A Muggle hospital, then. He wasn’t hooked up to any machines, and the only pain he had was a dull ache in his head. So he wasn’t seriously injured. How he’d got there was, however, a complete mystery. The last thing he remembered was standing baking in the heat, out in the grounds of Malfoy Manor, watching the trainee Aurors tackle the assault course.
The pyjamas he was wearing were definitely not his, Harry decided as he slid his legs out of bed. The last time he’d worn this many Union Jacks on his clothing was that mortifying time at primary school when the teachers had gone all patriotic over Andrew and Fergie’s wedding. In theory, it should have been a good day - getting to watch TV in school and everyone wearing fancy dress. Unfortunately, Petunia Dursley was very much in favour of the Royal Family, and got rather too much into the spirit of the thing - both Harry and Dudley had gone to school looking like they’d been attacked by a psychotic flag-seller. Those pyjamas would have brought a proud tear to her eye.
He went around to the end of the bed and took a look at the clipboard. The handwriting on it was even more unreadable than Ron‘s, but Harry’s eyes were drawn to the name at the top. David Brearey? Who’s David Brearey?
He was just pondering that when his ears picked up a new sound. Waves? The sea? That was impossible, but the sound was almost as strong as the traffic noises coming through the window. The morning was so hot there was a heat-haze hanging over the street below and the fans in the ceiling were going full-tilt, but an icy gust of wind ruffled the horrible pyjamas and raised goose bumps on Harry’s skin. The wind carried with it the scent of salt-water and seaweed…
There was obviously more wrong with him than he’d thought, if he was smelling and hearing the ocean in the middle of London. But as his eyes moved over the curtained off cubicle, they fell on the bedside cabinet, and the box sitting on it.

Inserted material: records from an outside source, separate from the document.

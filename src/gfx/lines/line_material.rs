//! Line material: color, screen-space width, dashing and the viewport
//! resolution the width is measured against.
//!
//! The CPU-side parameters pack into a single [`LineUniform`] shared by the
//! vertex stage (width, resolution) and the fragment stage (color, dashes).

use cgmath::Vector2;
use rand::Rng;
use wgpu::Device;

use crate::error::{LineError, LineResult};
use crate::wgpu_utils::{BindGroupBuilder, BindGroupLayoutWithDesc, UniformBuffer};

/// Largest packed 24-bit RGB value.
pub const MAX_COLOR: u32 = 0xFF_FF_FF;

/// `LineUniform::flags` bits
pub const FLAG_DASHED: u32 = 1 << 0;
pub const FLAG_WORLD_UNITS: u32 = 1 << 1;
pub const FLAG_VERTEX_COLORS: u32 = 1 << 2;
pub const FLAG_ALPHA_TO_COVERAGE: u32 = 1 << 3;

/// Uniformly random opaque color over the whole 24-bit RGB space.
pub fn random_color() -> u32 {
    rand::rng().random_range(0..=MAX_COLOR)
}

/// Unpacks `0xRRGGBB` into normalized `[r, g, b]`.
pub fn hex_to_rgb(hex: u32) -> [f32; 3] {
    let hex = hex & MAX_COLOR;
    [
        ((hex >> 16) & 0xFF) as f32 / 255.0,
        ((hex >> 8) & 0xFF) as f32 / 255.0,
        (hex & 0xFF) as f32 / 255.0,
    ]
}

/// GPU uniform data for line materials
///
/// 48 bytes, laid out to match the WGSL `LineUniform` struct without
/// implicit padding.
#[repr(C)]
#[derive(Copy, Clone, Debug, PartialEq, bytemuck::Pod, bytemuck::Zeroable)]
pub struct LineUniform {
    /// rgb color + opacity
    pub diffuse: [f32; 4],
    pub resolution: [f32; 2],
    pub linewidth: f32,
    pub dash_scale: f32,
    pub dash_size: f32,
    pub gap_size: f32,
    pub dash_offset: f32,
    pub flags: u32,
}

type LineUBO = UniformBuffer<LineUniform>;

/// Construction options for [`LineMaterial`]
#[derive(Debug, Clone, Copy, PartialEq)]
pub struct LineMaterialParameters {
    /// Packed `0xRRGGBB` color
    pub color: u32,
    /// Width in pixels, or in world units when `world_units` is set
    pub linewidth: f32,
    pub opacity: f32,
    /// Transparent lines are drawn after opaque ones and do not write depth
    pub transparent: bool,
    /// Multiply the material color by per-endpoint geometry colors
    pub vertex_colors: bool,
    pub dashed: bool,
    pub dash_scale: f32,
    pub dash_size: f32,
    pub gap_size: f32,
    pub dash_offset: f32,
    /// Viewport size in pixels that `linewidth` is measured against
    pub resolution: Vector2<f32>,
    pub world_units: bool,
    pub alpha_to_coverage: bool,
}

impl Default for LineMaterialParameters {
    fn default() -> Self {
        Self {
            color: MAX_COLOR,
            linewidth: 1.0,
            opacity: 1.0,
            transparent: false,
            vertex_colors: false,
            dashed: false,
            dash_scale: 1.0,
            dash_size: 1.0,
            gap_size: 1.0,
            dash_offset: 0.0,
            resolution: Vector2::new(1.0, 1.0),
            world_units: false,
            alpha_to_coverage: false,
        }
    }
}

impl LineMaterialParameters {
    /// Default parameters with a [`random_color`].
    pub fn with_random_color() -> Self {
        Self {
            color: random_color(),
            ..Default::default()
        }
    }

    /// Builder pattern: Set packed RGB color
    pub fn with_color(mut self, color: u32) -> Self {
        self.color = color & MAX_COLOR;
        self
    }

    /// Builder pattern: Set line width
    pub fn with_linewidth(mut self, linewidth: f32) -> Self {
        self.linewidth = linewidth.max(0.0);
        self
    }

    /// Builder pattern: Set opacity, marking the material transparent below 1
    pub fn with_opacity(mut self, opacity: f32) -> Self {
        self.opacity = opacity.clamp(0.0, 1.0);
        self.transparent = self.opacity < 1.0;
        self
    }

    /// Builder pattern: Enable dashing with the given dash and gap lengths
    pub fn with_dashes(mut self, dash_size: f32, gap_size: f32) -> Self {
        self.dashed = true;
        self.dash_size = dash_size;
        self.gap_size = gap_size;
        self
    }

    pub fn with_dash_scale(mut self, dash_scale: f32) -> Self {
        self.dash_scale = dash_scale;
        self
    }

    pub fn with_dash_offset(mut self, dash_offset: f32) -> Self {
        self.dash_offset = dash_offset;
        self
    }

    /// Builder pattern: Set the viewport size, clamped to at least 1x1
    pub fn with_resolution(mut self, width: f32, height: f32) -> Self {
        self.resolution = clamp_resolution(width, height);
        self
    }

    pub fn with_world_units(mut self, world_units: bool) -> Self {
        self.world_units = world_units;
        self
    }

    pub fn with_vertex_colors(mut self, vertex_colors: bool) -> Self {
        self.vertex_colors = vertex_colors;
        self
    }

    pub fn with_alpha_to_coverage(mut self, alpha_to_coverage: bool) -> Self {
        self.alpha_to_coverage = alpha_to_coverage;
        self
    }
}

/// Line material definition
///
/// Every setter bumps [`LineMaterial::version`]; GPU data is refreshed by
/// [`LineMaterial::update_gpu_resources`].
pub struct LineMaterial {
    params: LineMaterialParameters,
    version: u64,

    // GPU resources - shared by all lines using this material
    material_ubo: Option<LineUBO>,
    bind_group: Option<wgpu::BindGroup>,
}

impl Default for LineMaterial {
    fn default() -> Self {
        Self::new(LineMaterialParameters::default())
    }
}

impl std::fmt::Debug for LineMaterial {
    fn fmt(&self, f: &mut std::fmt::Formatter<'_>) -> std::fmt::Result {
        f.debug_struct("LineMaterial")
            .field("params", &self.params)
            .field("version", &self.version)
            .field("gpu_ready", &self.bind_group.is_some())
            .finish()
    }
}

impl LineMaterial {
    pub fn new(params: LineMaterialParameters) -> Self {
        Self {
            params: LineMaterialParameters {
                color: params.color & MAX_COLOR,
                resolution: clamp_resolution(params.resolution.x, params.resolution.y),
                ..params
            },
            version: 0,
            material_ubo: None,
            bind_group: None,
        }
    }

    pub fn parameters(&self) -> &LineMaterialParameters {
        &self.params
    }

    pub fn color(&self) -> u32 {
        self.params.color
    }

    /// Sets the packed RGB color; bits above 24 are dropped.
    pub fn set_color(&mut self, color: u32) {
        self.params.color = color & MAX_COLOR;
        self.touch();
    }

    pub fn color_rgb(&self) -> [f32; 3] {
        hex_to_rgb(self.params.color)
    }

    pub fn linewidth(&self) -> f32 {
        self.params.linewidth
    }

    pub fn set_linewidth(&mut self, linewidth: f32) {
        self.params.linewidth = linewidth.max(0.0);
        self.touch();
    }

    pub fn opacity(&self) -> f32 {
        self.params.opacity
    }

    pub fn set_opacity(&mut self, opacity: f32) {
        self.params.opacity = opacity.clamp(0.0, 1.0);
        self.touch();
    }

    pub fn transparent(&self) -> bool {
        self.params.transparent
    }

    pub fn set_transparent(&mut self, transparent: bool) {
        self.params.transparent = transparent;
        self.touch();
    }

    pub fn vertex_colors(&self) -> bool {
        self.params.vertex_colors
    }

    pub fn set_vertex_colors(&mut self, vertex_colors: bool) {
        self.params.vertex_colors = vertex_colors;
        self.touch();
    }

    pub fn dashed(&self) -> bool {
        self.params.dashed
    }

    pub fn set_dashed(&mut self, dashed: bool) {
        self.params.dashed = dashed;
        self.touch();
    }

    pub fn set_dash_pattern(&mut self, dash_size: f32, gap_size: f32) {
        self.params.dash_size = dash_size;
        self.params.gap_size = gap_size;
        self.touch();
    }

    pub fn set_dash_scale(&mut self, dash_scale: f32) {
        self.params.dash_scale = dash_scale;
        self.touch();
    }

    pub fn set_dash_offset(&mut self, dash_offset: f32) {
        self.params.dash_offset = dash_offset;
        self.touch();
    }

    pub fn resolution(&self) -> Vector2<f32> {
        self.params.resolution
    }

    /// Must follow the render target size, otherwise pixel widths are off.
    pub fn set_resolution(&mut self, width: f32, height: f32) {
        self.params.resolution = clamp_resolution(width, height);
        self.touch();
    }

    pub fn world_units(&self) -> bool {
        self.params.world_units
    }

    pub fn set_world_units(&mut self, world_units: bool) {
        self.params.world_units = world_units;
        self.touch();
    }

    pub fn alpha_to_coverage(&self) -> bool {
        self.params.alpha_to_coverage
    }

    pub fn set_alpha_to_coverage(&mut self, alpha_to_coverage: bool) {
        self.params.alpha_to_coverage = alpha_to_coverage;
        self.touch();
    }

    pub fn version(&self) -> u64 {
        self.version
    }

    pub fn uniform(&self) -> LineUniform {
        let p = &self.params;
        let [r, g, b] = self.color_rgb();

        let mut flags = 0;
        if p.dashed {
            flags |= FLAG_DASHED;
        }
        if p.world_units {
            flags |= FLAG_WORLD_UNITS;
        }
        if p.vertex_colors {
            flags |= FLAG_VERTEX_COLORS;
        }
        if p.alpha_to_coverage {
            flags |= FLAG_ALPHA_TO_COVERAGE;
        }

        LineUniform {
            diffuse: [r, g, b, p.opacity],
            resolution: [p.resolution.x, p.resolution.y],
            linewidth: p.linewidth,
            dash_scale: p.dash_scale,
            dash_size: p.dash_size,
            gap_size: p.gap_size,
            dash_offset: p.dash_offset,
            flags,
        }
    }

    /// Updates GPU resources for this material
    ///
    /// `layout` is the renderer's material layout, so the bind group is
    /// compatible with its pipeline.
    pub fn update_gpu_resources(
        &mut self,
        device: &Device,
        queue: &wgpu::Queue,
        layout: &BindGroupLayoutWithDesc,
    ) {
        if self.material_ubo.is_none() {
            log::debug!("Creating line material uniform buffer");
            self.material_ubo = Some(LineUBO::new(device));
        }

        let uniform = self.uniform();
        if let Some(ubo) = &mut self.material_ubo {
            ubo.update_content(queue, uniform);

            if self.bind_group.is_none() {
                self.bind_group = Some(
                    BindGroupBuilder::new(layout)
                        .resource(ubo.binding_resource())
                        .create(device, "Line Material Bind Group"),
                );
            }
        }
    }

    /// Gets the bind group for rendering
    pub fn bind_group(&self) -> LineResult<&wgpu::BindGroup> {
        self.bind_group
            .as_ref()
            .ok_or(LineError::MissingGpuResources("line material"))
    }

    fn touch(&mut self) {
        self.version = self.version.wrapping_add(1);
    }
}

/// A zero-sized viewport would collapse every pixel width to nothing.
fn clamp_resolution(width: f32, height: f32) -> Vector2<f32> {
    if !(width >= 1.0 && height >= 1.0) {
        log::warn!("Line resolution {}x{} clamped to at least 1x1", width, height);
    }
    Vector2::new(width.max(1.0), height.max(1.0))
}

#[cfg(test)]
mod tests {
    use super::*;

    #[test]
    fn test_default_material_is_white_one_pixel() {
        let material = LineMaterial::default();
        assert_eq!(material.color(), 0xFFFFFF);
        assert_eq!(material.linewidth(), 1.0);
        assert!(!material.dashed());
        assert_eq!(material.resolution(), Vector2::new(1.0, 1.0));
    }

    #[test]
    fn test_hex_unpacking() {
        assert_eq!(hex_to_rgb(0xFF0000), [1.0, 0.0, 0.0]);
        assert_eq!(hex_to_rgb(0x00FF00), [0.0, 1.0, 0.0]);
        assert_eq!(hex_to_rgb(0x0000FF), [0.0, 0.0, 1.0]);
        assert_eq!(hex_to_rgb(0xAB000000), [0.0, 0.0, 0.0]);
    }

    #[test]
    fn test_random_colors_stay_in_24_bits() {
        for _ in 0..1000 {
            assert!(random_color() <= MAX_COLOR);
            assert!(LineMaterialParameters::with_random_color().color <= MAX_COLOR);
        }
    }

    #[test]
    fn test_color_setter_masks_high_bits() {
        let mut material = LineMaterial::new(LineMaterialParameters::default());
        material.set_color(0x7F12_3456);
        assert_eq!(material.color(), 0x123456);

        let material = LineMaterial::new(LineMaterialParameters {
            color: 0xFF00_0001,
            ..Default::default()
        });
        assert_eq!(material.color(), 0x000001);
    }

    #[test]
    fn test_uniform_packs_parameters() {
        let params = LineMaterialParameters::default()
            .with_color(0x00FF00)
            .with_linewidth(5.0)
            .with_dashes(3.0, 1.0)
            .with_dash_offset(0.5)
            .with_resolution(800.0, 600.0)
            .with_vertex_colors(true)
            .with_opacity(0.5);
        let uniform = LineMaterial::new(params).uniform();

        assert_eq!(uniform.diffuse, [0.0, 1.0, 0.0, 0.5]);
        assert_eq!(uniform.resolution, [800.0, 600.0]);
        assert_eq!(uniform.linewidth, 5.0);
        assert_eq!(uniform.dash_size, 3.0);
        assert_eq!(uniform.gap_size, 1.0);
        assert_eq!(uniform.dash_offset, 0.5);
        assert_eq!(uniform.flags, FLAG_DASHED | FLAG_VERTEX_COLORS);
        assert!(params.transparent);
    }

    #[test]
    fn test_resolution_is_at_least_one_pixel() {
        let params = LineMaterialParameters::default().with_resolution(0.0, 0.0);
        assert_eq!(params.resolution, Vector2::new(1.0, 1.0));

        let material = LineMaterial::new(LineMaterialParameters {
            resolution: Vector2::new(640.0, -3.0),
            ..Default::default()
        });
        assert_eq!(material.resolution(), Vector2::new(640.0, 1.0));

        let mut material = LineMaterial::default();
        material.set_resolution(0.5, 720.0);
        assert_eq!(material.resolution(), Vector2::new(1.0, 720.0));
    }

    #[test]
    fn test_uniform_is_16_byte_aligned() {
        assert_eq!(std::mem::size_of::<LineUniform>(), 48);
        assert_eq!(std::mem::size_of::<LineUniform>() % 16, 0);
    }

    #[test]
    fn test_setters_bump_version() {
        let mut material = LineMaterial::default();
        let before = material.version();
        material.set_linewidth(3.0);
        material.set_resolution(1024.0, 768.0);
        material.set_dashed(true);
        assert_eq!(material.version(), before + 3);
        assert_eq!(material.uniform().flags & FLAG_DASHED, FLAG_DASHED);
    }

    #[test]
    fn test_bind_group_requires_gpu_upload() {
        let material = LineMaterial::default();
        assert_eq!(
            material.bind_group().unwrap_err(),
            LineError::MissingGpuResources("line material")
        );
    }
}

The box was familiar, even if Harry couldn’t remember where he’d seen it before. He knew that the leather straps now hanging from it, cut and useless, had once held it shut, and he felt very strongly that it should be shut, not propped open as it was now.
He went to shut it, but as he moved closer, he heard other sounds coming from it - angry voices, almost lost in the wailing wind and crashing surf. “-your fault, you stupid girl!”
“We did nothing wrong - we were in love!”
“You would destroy your entire family for love?”
There were things in the bottom of the box - what looked like broken bits of exquisitely carved ivory. Harry reached out -
There was a quiet cough behind him. “Um, I don’t think that’s wise.”
Harry spun around. He saw a head poked around the curtain - messy brown hair and dark eyes that stared at Harry with open curiosity. Hands pulled back the curtain, and Harry saw the body it belonged to. His visitor was a tall, strongly built young man who reminded Harry of Oliver Wood - especially when his face broke into a wide, confident grin. “After all, it’s probably loaded with Dark magic, and you don’t know how it got here. Also, when I saw it last, the straps were still intact. You didn‘t cut them, did you?” He held out a hand. “Ant Brearey.”
As he shook his visitor’s hand, Harry glanced toward the clipboard. Ant’s grin got even wider. “I told the ambulance guys you were my brother. Thought it’d make it easier for me to get in to see you.” He pulled out a squashed bag from one of the pockets of his over-sized leather jacket. “Grapes, bro?”
“I -” Harry snapped the box shut, cutting off the sounds and the smells. The runes carved into its blackened surface seemed to squirm beneath his gaze. “Um, thanks.” And he didn’t mean for the grapes.
Whatever the box was, whatever it contained, it positively reeked of the Dark Arts. He’d let Lupin have a look at it before he did anything so stupid as putting his hand in it.
“If you’re not my brother, how do you know me? Because I don’t know you.”
“Oh, you wouldn’t. I never got to Hogwarts. I know you by reputation, Harry Potter.” Ant fished around in his coat again. “And I’ve got a better present for you than grapes.”
It was a better present. Harry took his wand from Ant’s outstretched hand and smiled at him for the first time. “Are you a wizard?”
Ant coloured. “I’m a Squib.” He raised his chin and looked down on Harry from his greater height, as if daring him to make something of it. “My parents had me adopted by a Muggle couple when they realised, but I try to keep in touch with my roots. The Ministry of Magic actually pay me to look after the safe house -”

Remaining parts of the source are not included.